For non-relativistic particle, $E=\frac{p^2}{2m}$ thus $\omega(k)=\frac{\bar{h}k^2}{2m}$
Thus $\psi(x,t)$ has peak at $x=\frac{\bar h k_o}{m}t$.

Schrodinger equation is a linear equation, so superposition with any weight $\phi(k)$ of plane waves satisfies it.
But as seen above for peaks at different $k$ in $\phi(k)$, we get peaks at different $x$ in $\psi(x,t)$. Thus the position of maximum probability of finding the particle is also not same for different $\phi(k)$.

So for a same system we are getting different wave functions depicting different probabilities of finding the particle. Isn't that contradictory? Or am I missing something?
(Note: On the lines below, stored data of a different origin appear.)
use crate::error::{ParseError, Result};
use crate::escape::{strip_quotes, unescape};
use crate::lexer::{Lexer, Token, TokenKind};
use gdbmi_types::{
    AsyncClass, AsyncRecord, CommandToken, Output, Record, ResultClass, ResultRecord, Results,
    StreamClass, StreamRecord, Value,
};

/// A parsed item and the tokens left after it.
type Parsed<'t, 'a, T> = Result<(T, &'t [Token<'a>])>;

/// Parse one line of MI output, including its trailing newline.
///
/// A failure means the whole line must be discarded; nothing is recovered
/// from a partially valid record.
pub fn parse(line: &str) -> Result<Output> {
    let tokens = Lexer::new(line).collect::<Result<Vec<_>>>()?;
    output(&tokens)
}

fn output(tokens: &[Token<'_>]) -> Result<Output> {
    if let Some((first, rest)) = tokens.split_first()
        && first.kind == TokenKind::Prompt
    {
        return match skip_newline(rest).first() {
            None => Ok(Output::prompt()),
            Some(extra) => Err(unexpected("end of line", extra)),
        };
    }

    let (token, rest) = command_token(tokens)?;
    let (record, rest) = record(rest)?;
    match rest.first() {
        None => Ok(Output { token, record }),
        Some(extra) => Err(unexpected("end of line", extra)),
    }
}

fn command_token<'t, 'a>(tokens: &'t [Token<'a>]) -> Parsed<'t, 'a, Option<CommandToken>> {
    match tokens.split_first() {
        Some((t, rest)) if t.kind == TokenKind::TokenNum => {
            let n = t
                .text
                .parse::<u32>()
                .map_err(|_| ParseError::InvalidToken(t.text.to_string()))?;
            Ok((Some(CommandToken(n)), rest))
        }
        _ => Ok((None, tokens)),
    }
}

fn record<'t, 'a>(tokens: &'t [Token<'a>]) -> Parsed<'t, 'a, Record> {
    let Some((head, rest)) = tokens.split_first() else {
        return Err(ParseError::UnexpectedEnd {
            expected: "record marker",
        });
    };

    match head.kind {
        TokenKind::ResultClass => result_record(head, rest),
        TokenKind::ExecClass => async_record(AsyncClass::Exec, head, rest),
        TokenKind::StatusClass => async_record(AsyncClass::Status, head, rest),
        TokenKind::NotifyClass => async_record(AsyncClass::Notify, head, rest),
        TokenKind::ConsoleMarker => stream_record(StreamClass::Console, rest),
        TokenKind::TargetMarker => stream_record(StreamClass::Target, rest),
        TokenKind::LogMarker => stream_record(StreamClass::Log, rest),
        _ => Err(unexpected("record marker", head)),
    }
}

fn result_record<'t, 'a>(head: &Token<'a>, rest: &'t [Token<'a>]) -> Parsed<'t, 'a, Record> {
    let name = &head.text[1..];
    let class =
        ResultClass::from_name(name).ok_or_else(|| ParseError::UnknownResultClass(name.to_string()))?;
    let (results, rest) = results(rest)?;
    let rest = newline(rest)?;
    Ok((Record::Result(ResultRecord { class, results }), rest))
}

fn async_record<'t, 'a>(
    class: AsyncClass,
    head: &Token<'a>,
    rest: &'t [Token<'a>],
) -> Parsed<'t, 'a, Record> {
    let name = head.text[1..].to_string();
    let (results, rest) = results(rest)?;
    let rest = newline(rest)?;
    Ok((
        Record::Async(AsyncRecord {
            class,
            name,
            results,
        }),
        rest,
    ))
}

fn stream_record<'t, 'a>(class: StreamClass, tokens: &'t [Token<'a>]) -> Parsed<'t, 'a, Record> {
    match tokens.split_first() {
        Some((t, rest)) if t.kind == TokenKind::Const => {
            let text = unescape(strip_quotes(t.text))?;
            let rest = newline(rest)?;
            Ok((Record::Stream(StreamRecord { class, text }), rest))
        }
        Some((t, _)) => Err(unexpected("quoted string", t)),
        None => Err(ParseError::UnexpectedEnd {
            expected: "quoted string",
        }),
    }
}

/// Zero or more `,result` entries following a record's class.
fn results<'t, 'a>(tokens: &'t [Token<'a>]) -> Parsed<'t, 'a, Results> {
    let mut builder = ResultsBuilder::default();
    let mut tokens = tokens;
    loop {
        match tokens.split_first() {
            Some((t, rest)) if t.kind == TokenKind::Comma => tokens = entry(rest, &mut builder)?,
            _ => break,
        }
    }
    Ok((builder.finish(), tokens))
}

/// Either `name=value` or a bare value merged into the preceding result.
fn entry<'t, 'a>(tokens: &'t [Token<'a>], builder: &mut ResultsBuilder) -> Result<&'t [Token<'a>]> {
    match tokens.split_first() {
        Some((t, rest)) if t.kind == TokenKind::Variable => {
            let name = &t.text[..t.text.len() - 1];
            let (value, rest) = value(rest)?;
            builder.keyed(name, value);
            Ok(rest)
        }
        _ => {
            let (value, rest) = value(tokens)?;
            if !builder.bare(value) {
                // value() succeeded, so there is a first token
                return Err(unexpected("variable=value", &tokens[0]));
            }
            Ok(rest)
        }
    }
}

fn value<'t, 'a>(tokens: &'t [Token<'a>]) -> Parsed<'t, 'a, Value> {
    let Some((head, rest)) = tokens.split_first() else {
        return Err(ParseError::UnexpectedEnd { expected: "value" });
    };

    match head.kind {
        TokenKind::Const => Ok((Value::Const(unescape(strip_quotes(head.text))?), rest)),
        TokenKind::TupleOpen => tuple(rest),
        TokenKind::ListOpen => list(rest),
        _ => Err(unexpected("value", head)),
    }
}

fn tuple<'t, 'a>(tokens: &'t [Token<'a>]) -> Parsed<'t, 'a, Value> {
    let mut builder = ResultsBuilder::default();
    if let Some((t, rest)) = tokens.split_first()
        && t.kind == TokenKind::TupleClose
    {
        return Ok((Value::Tuple(builder.finish()), rest));
    }

    let mut tokens = tokens;
    loop {
        tokens = entry(tokens, &mut builder)?;
        match tokens.split_first() {
            Some((t, rest)) if t.kind == TokenKind::Comma => tokens = rest,
            Some((t, rest)) if t.kind == TokenKind::TupleClose => {
                return Ok((Value::Tuple(builder.finish()), rest));
            }
            Some((t, _)) => return Err(unexpected("',' or '}'", t)),
            None => return Err(ParseError::UnexpectedEnd { expected: "'}'" }),
        }
    }
}

fn list<'t, 'a>(tokens: &'t [Token<'a>]) -> Parsed<'t, 'a, Value> {
    let mut items = Vec::new();
    if let Some((t, rest)) = tokens.split_first()
        && t.kind == TokenKind::ListClose
    {
        return Ok((Value::List(items), rest));
    }

    let mut tokens = tokens;
    loop {
        let (item, rest) = match tokens.split_first() {
            Some((t, rest)) if t.kind == TokenKind::Variable => {
                let name = &t.text[..t.text.len() - 1];
                let (inner, rest) = value(rest)?;
                (Value::Keyed(name.to_string(), Box::new(inner)), rest)
            }
            _ => value(tokens)?,
        };
        items.push(item);
        tokens = rest;

        match tokens.split_first() {
            Some((t, rest)) if t.kind == TokenKind::Comma => tokens = rest,
            Some((t, rest)) if t.kind == TokenKind::ListClose => {
                return Ok((Value::List(items), rest));
            }
            Some((t, _)) => return Err(unexpected("',' or ']'", t)),
            None => return Err(ParseError::UnexpectedEnd { expected: "']'" }),
        }
    }
}

fn newline<'t, 'a>(tokens: &'t [Token<'a>]) -> Result<&'t [Token<'a>]> {
    match tokens.split_first() {
        Some((t, rest)) if t.kind == TokenKind::Newline => Ok(rest),
        Some((t, _)) => Err(unexpected("newline", t)),
        None => Err(ParseError::UnexpectedEnd {
            expected: "newline",
        }),
    }
}

fn skip_newline<'t, 'a>(tokens: &'t [Token<'a>]) -> &'t [Token<'a>] {
    match tokens.split_first() {
        Some((t, rest)) if t.kind == TokenKind::Newline => rest,
        _ => tokens,
    }
}

fn unexpected(expected: &'static str, found: &Token<'_>) -> ParseError {
    ParseError::UnexpectedToken {
        expected,
        found: found.text.to_string(),
    }
}

/// Accumulates results, folding repeated names and bare values into lists.
///
/// The first repeat of a result turns its value into a two-element list;
/// later repeats append to that list. A bare value repeats the most recent
/// named result.
#[derive(Default)]
struct ResultsBuilder {
    results: Results,
    merged: Vec<bool>,
    last: Option<usize>,
}

impl ResultsBuilder {
    fn keyed(&mut self, name: &str, value: Value) {
        match self.results.position(name) {
            Some(index) => self.merge(index, value),
            None => {
                self.results.insert(name, value);
                self.merged.push(false);
                self.last = Some(self.results.len() - 1);
            }
        }
    }

    fn bare(&mut self, value: Value) -> bool {
        match self.last {
            Some(index) => {
                self.merge(index, value);
                true
            }
            None => false,
        }
    }

    fn merge(&mut self, index: usize, value: Value) {
        self.last = Some(index);
        let Some(slot) = self.results.value_at_mut(index) else {
            return;
        };

        if self.merged[index] {
            if let Value::List(items) = slot {
                items.push(value);
            }
        } else {
            let first = std::mem::replace(slot, Value::List(Vec::new()));
            *slot = Value::List(vec![first, value]);
            self.merged[index] = true;
        }
    }

    fn finish(self) -> Results {
        self.results
    }
}
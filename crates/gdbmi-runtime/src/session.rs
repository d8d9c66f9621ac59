use crate::commands::{CommandTable, ExecCallback, Followup};
use crate::config::SessionConfig;
use crate::dispatch::Actor;
use crate::display::DisplayRegistry;
use crate::ui::Ui;
use crate::{Error, Result};
use gdbmi_engine::StateStore;
use gdbmi_protocol::command;
use gdbmi_types::{
    BreakLocation, Breakpoint, BreakpointFilter, BreakpointId, BreakpointPatch, CommandToken,
    ExecCommand, ExecState, Frame, ResultRecord, StreamClass, StreamRecord, ThreadGroup, Variable,
};
use std::collections::VecDeque;
use std::sync::Arc;
use std::time::Duration;
use tokio::io::{AsyncRead, AsyncWrite};
use tokio::sync::{Mutex, mpsc, oneshot};
use tokio::task::JoinHandle;
use tracing::debug;

/// State owned by a session's read task. Callers reach it only through
/// requests the task executes between lines.
pub(crate) struct SessionState {
    pub(crate) table: CommandTable,
    pub(crate) store: StateStore,
    pub(crate) exec_state: ExecState,
    pub(crate) displays: DisplayRegistry,
    console: VecDeque<String>,
    console_limit: usize,
}

impl SessionState {
    pub(crate) fn new(console_limit: usize) -> Self {
        Self {
            table: CommandTable::new(),
            store: StateStore::new(),
            exec_state: ExecState::default(),
            displays: DisplayRegistry::default(),
            console: VecDeque::new(),
            console_limit,
        }
    }

    pub(crate) fn on_stream(&mut self, record: StreamRecord) {
        match record.class {
            StreamClass::Console => {
                if self.console_limit == 0 {
                    return;
                }
                while self.console.len() >= self.console_limit {
                    self.console.pop_front();
                }
                self.console.push_back(record.text);
            }
            StreamClass::Target | StreamClass::Log => {
                debug!(class = ?record.class, text = %record.text.trim_end(), "stream output");
            }
        }
    }
}

/// How a command should be tracked once written.
#[derive(Default)]
pub(crate) struct Setup {
    pub completion: Option<oneshot::Sender<ResultRecord>>,
    pub followup: Option<Followup>,
    pub exec_callback: Option<ExecCallback>,
}

pub(crate) type Access = Box<dyn FnOnce(&mut SessionState) + Send>;

pub(crate) enum Request {
    Send {
        text: String,
        setup: Setup,
        reply: oneshot::Sender<Result<CommandToken>>,
    },
    Access(Access),
    Stop,
}

/// Handle to one debugger session.
///
/// The session's read task owns the command table, the state store and the
/// debugger's input stream. Handles are cheap to clone and talk to the task
/// over a channel, so any number of callers may suspend on results while
/// the task keeps dispatching output.
#[derive(Clone)]
pub struct Session {
    name: String,
    requests: mpsc::UnboundedSender<Request>,
    timeout: Option<Duration>,
    task: Arc<Mutex<Option<JoinHandle<Result<()>>>>>,
}

impl Session {
    /// Start the read task over a debugger's output (`reader`) and input
    /// (`writer`). Must be called within a tokio runtime.
    pub fn spawn<R, W>(
        name: impl Into<String>,
        reader: R,
        writer: W,
        ui: Arc<dyn Ui>,
        config: SessionConfig,
    ) -> Self
    where
        R: AsyncRead + Unpin + Send + 'static,
        W: AsyncWrite + Unpin + Send + 'static,
    {
        let name = name.into();
        let (requests, inbox) = mpsc::unbounded_channel();
        let timeout = config.command_timeout();
        let actor = Actor::new(name.clone(), writer, ui, config);
        let task = tokio::spawn(actor.run(reader, inbox));

        Self {
            name,
            requests,
            timeout,
            task: Arc::new(Mutex::new(Some(task))),
        }
    }

    pub fn name(&self) -> &str {
        &self.name
    }

    /// Whether the read task has ended.
    pub fn is_closed(&self) -> bool {
        self.requests.is_closed()
    }

    // --- commands ---

    /// Write a command without waiting for its result.
    pub async fn send(&self, text: &str) -> Result<CommandToken> {
        self.submit(text, Setup::default()).await
    }

    /// Write a command and suspend until its result record arrives.
    /// An `^error` result becomes [`Error::Command`].
    pub async fn execute(&self, text: &str) -> Result<ResultRecord> {
        self.execute_with(text, None).await
    }

    pub async fn do_break_insert(
        &self,
        location: &BreakLocation,
        temporary: bool,
    ) -> Result<BreakpointId> {
        let record = self
            .execute(&command::break_insert(location, temporary))
            .await?;
        let bkpt = record.results.get("bkpt").ok_or_else(|| {
            Error::UnexpectedResult("-break-insert result without bkpt".to_string())
        })?;
        Breakpoint::from_value(bkpt)
            .map(|bp| bp.id)
            .ok_or_else(|| Error::UnexpectedResult("bkpt without a valid number".to_string()))
    }

    /// Delete the breakpoint at `file:line`. Nothing is sent when there is
    /// none.
    pub async fn do_break_delete(&self, file: &str, line: u32) -> Result<BreakpointId> {
        let lookup = file.to_string();
        let id = self
            .access(move |state| state.store.find_by_location(&lookup, line))
            .await?
            .ok_or_else(|| Error::BreakpointNotFound {
                file: file.to_string(),
                line,
            })?;

        self.execute_with(
            &command::break_delete(id),
            Some(Followup::DeleteBreakpoint(id)),
        )
        .await?;
        Ok(id)
    }

    /// Send one command per field of `patch` that differs from the stored
    /// breakpoint, without waiting for their results.
    pub async fn modify_breakpoint(
        &self,
        id: BreakpointId,
        patch: &BreakpointPatch,
    ) -> Result<Vec<CommandToken>> {
        let patch = patch.clone();
        let changes = self
            .access(move |state| {
                state
                    .store
                    .breakpoint(id)
                    .map(|bp| patch.changes_against(bp))
            })
            .await?
            .ok_or(Error::UnknownBreakpoint(id))?;

        let mut tokens = Vec::with_capacity(changes.len());
        for change in changes {
            let text = command::break_change(id, &change);
            let setup = Setup {
                followup: Some(Followup::ChangeBreakpoint(id, change)),
                ..Setup::default()
            };
            tokens.push(self.submit(text, setup).await?);
        }
        Ok(tokens)
    }

    /// Start an exec command. `callback` runs with the stop frame when the
    /// command's `*stopped` record arrives.
    pub async fn do_exec(
        &self,
        command: ExecCommand,
        args: &[String],
        callback: Option<ExecCallback>,
    ) -> Result<CommandToken> {
        let setup = Setup {
            exec_callback: callback,
            ..Setup::default()
        };
        self.submit(command::exec(command, args), setup).await
    }

    pub async fn interrupt(&self) -> Result<CommandToken> {
        self.send(command::EXEC_INTERRUPT).await
    }

    /// Point the debuggee's terminal at `path`.
    pub async fn inferior_tty_set(&self, path: &str) -> Result<()> {
        self.execute(&command::inferior_tty_set(path)).await?;
        Ok(())
    }

    /// Locals of the selected frame; empty unless stopped.
    pub async fn get_locals(&self) -> Result<Vec<Variable>> {
        if self.exec_state().await? != ExecState::Stopped {
            return Ok(Vec::new());
        }
        let record = self.execute(command::LIST_LOCALS).await?;
        Ok(record
            .results
            .get("variables")
            .map(|v| v.items().iter().filter_map(Variable::from_value).collect())
            .unwrap_or_default())
    }

    /// Call stack of the selected thread; empty unless stopped.
    pub async fn get_frames(&self) -> Result<Vec<Frame>> {
        if self.exec_state().await? != ExecState::Stopped {
            return Ok(Vec::new());
        }
        let record = self.execute(command::LIST_FRAMES).await?;
        Ok(record
            .results
            .get("stack")
            .map(|v| v.items().iter().filter_map(Frame::from_value).collect())
            .unwrap_or_default())
    }

    /// Run a console command; `n`, `c` and `r` go through the exec path.
    pub async fn send_console_command(&self, cmd: &str) -> Result<CommandToken> {
        let exec = match cmd.trim() {
            "n" => Some(ExecCommand::Next),
            "c" => Some(ExecCommand::Continue),
            "r" => Some(ExecCommand::Run),
            _ => None,
        };
        match exec {
            Some(exec) => self.do_exec(exec, &[], None).await,
            None => self.send(&command::console(cmd)).await,
        }
    }

    // --- reads ---

    /// The plain breakpoint at `file:line`, if any.
    pub async fn breakpoints_status(&self, file: &str, line: u32) -> Result<Option<BreakpointId>> {
        let file = file.to_string();
        self.access(move |state| state.store.breakpoint_at(&file, line).map(|bp| bp.id))
            .await
    }

    pub async fn get_breakpoints(&self, filter: BreakpointFilter) -> Result<Vec<Breakpoint>> {
        self.access(move |state| state.store.breakpoints(&filter))
            .await
    }

    pub async fn thread_groups(&self) -> Result<Vec<ThreadGroup>> {
        self.access(|state| state.store.thread_groups()).await
    }

    /// Commands still tracked by the read task: awaiting a result, or an
    /// exec command awaiting its stop.
    pub async fn pending_commands(&self) -> Result<usize> {
        self.access(|state| state.table.len()).await
    }

    pub async fn exec_state(&self) -> Result<ExecState> {
        self.access(|state| state.exec_state).await
    }

    /// Retained console stream output, oldest first.
    pub async fn console_output(&self) -> Result<Vec<String>> {
        self.access(|state| state.console.iter().cloned().collect())
            .await
    }

    /// Watch `expr`; it is evaluated at every subsequent stop. Returns
    /// `false` if it was already watched.
    pub async fn add_display(&self, expr: &str) -> Result<bool> {
        let expr = expr.to_string();
        self.access(move |state| state.displays.add(&expr)).await
    }

    pub async fn displays(&self) -> Result<Vec<String>> {
        self.access(|state| state.displays.exprs().to_vec()).await
    }

    // --- lifecycle ---

    /// Detach the read task. The debugger process is left alone.
    pub async fn stop(&self) -> Result<()> {
        let _ = self.requests.send(Request::Stop);
        self.join().await
    }

    /// Ask the debugger to exit and wait for its output to end.
    pub async fn quit(&self) -> Result<()> {
        self.send(command::GDB_EXIT).await?;
        self.join().await
    }

    async fn join(&self) -> Result<()> {
        let handle = self.task.lock().await.take();
        match handle {
            Some(handle) => handle
                .await
                .map_err(|err| Error::Closed(format!("{}: {}", self.name, err)))?,
            None => Ok(()),
        }
    }

    // --- plumbing ---

    async fn submit(&self, text: impl Into<String>, setup: Setup) -> Result<CommandToken> {
        let (reply, replied) = oneshot::channel();
        self.requests
            .send(Request::Send {
                text: text.into(),
                setup,
                reply,
            })
            .map_err(|_| self.closed())?;
        replied.await.map_err(|_| self.closed())?
    }

    async fn execute_with(&self, text: &str, followup: Option<Followup>) -> Result<ResultRecord> {
        let (completion, done) = oneshot::channel();
        let setup = Setup {
            completion: Some(completion),
            followup,
            ..Setup::default()
        };
        let token = self.submit(text, setup).await?;
        let record = self.wait(token, done).await?;

        if record.is_error() {
            return Err(Error::Command {
                token,
                message: record
                    .error_message()
                    .unwrap_or("unknown error")
                    .to_string(),
            });
        }
        Ok(record)
    }

    async fn wait(
        &self,
        token: CommandToken,
        done: oneshot::Receiver<ResultRecord>,
    ) -> Result<ResultRecord> {
        let received = match self.timeout {
            Some(limit) => match tokio::time::timeout(limit, done).await {
                Ok(received) => received,
                Err(_) => {
                    self.forget(token);
                    return Err(Error::Timeout(token));
                }
            },
            None => done.await,
        };
        received.map_err(|_| self.closed())
    }

    /// Drop `token` from the command table; a result arriving later is
    /// treated as unmatched.
    fn forget(&self, token: CommandToken) {
        let access: Access = Box::new(move |state| {
            if state.table.remove(token).is_some() {
                debug!(token = %token, "timed out command forgotten");
            }
        });
        let _ = self.requests.send(Request::Access(access));
    }

    async fn access<T, F>(&self, f: F) -> Result<T>
    where
        T: Send + 'static,
        F: FnOnce(&mut SessionState) -> T + Send + 'static,
    {
        let (reply, replied) = oneshot::channel();
        let access: Access = Box::new(move |state| {
            let _ = reply.send(f(state));
        });
        self.requests
            .send(Request::Access(access))
            .map_err(|_| self.closed())?;
        replied.await.map_err(|_| self.closed())
    }

    fn closed(&self) -> Error {
        Error::Closed(self.name.clone())
    }
}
  • $\begingroup$ Why you think they are the same systems? $\endgroup$ Feb 16, 2022 at 7:04
  • $\begingroup$ Thanks for the reply. Yes you are correct that they are not same system because k is related to momentum which is an observable. Suppose we have uncertainty in momentum say $\Delta k$ around some $k_o$. Thus we have different plane wave solutions $e^{i(kx-\omega t)}$superposed with different weights $\phi(k)$. But in my above question $\phi(k)$ is some sort of an arbitrary function we can have any form for $\phi(k)$. For same system we can choose different $\phi(k)$ and can get different $\psi(x,t)$? $\endgroup$
    – Iti
    Feb 16, 2022 at 7:18

1 Answer 1


Indeed there can be different solutions for the wave function of a single system, but this is in no way a contradiction. The Schrödinger equation only describes the time evolution of a certain state, but it makes no statement about what the initial state is. This state, the boundary condition, has to be defined separately. For example, if I tell you that I have an initial state $$ \psi(x,0) = \int dk ~\phi(k) e^{i kx}~, $$ and it evolves according to the Schrödinger equation, $$ i \hbar \partial_t \psi(x,t) = H \psi(x,t)~, \qquad H = \frac{p^2}{2m}~, $$ you know immediately that at the time $t > 0$ the system will be in the uniquely defined state $$ \psi(x,t) = \int dk ~ \phi(k) e^{i (kx - \omega t)}~. $$

This is no different in classical mechanics. Consider for example Newton's equation for a free particle: $$ m \ddot{\vec x} = m \vec a = \vec F = 0~. $$ All solutions are of the fom $x(t) = x(0) + v(0) t$, but both the initial position $x(0)$ and the initial velocity $v(0)$ can be chosen arbitrarily, leading to particles starting at different positions and moving with different velocities in different directions. What is different, is that Newton's equation is of second order with respect to time, so two boundary conditions are needed, in contrast to Schrödinger's equations, which is of first order with respect to time and only requires a single boundary condition.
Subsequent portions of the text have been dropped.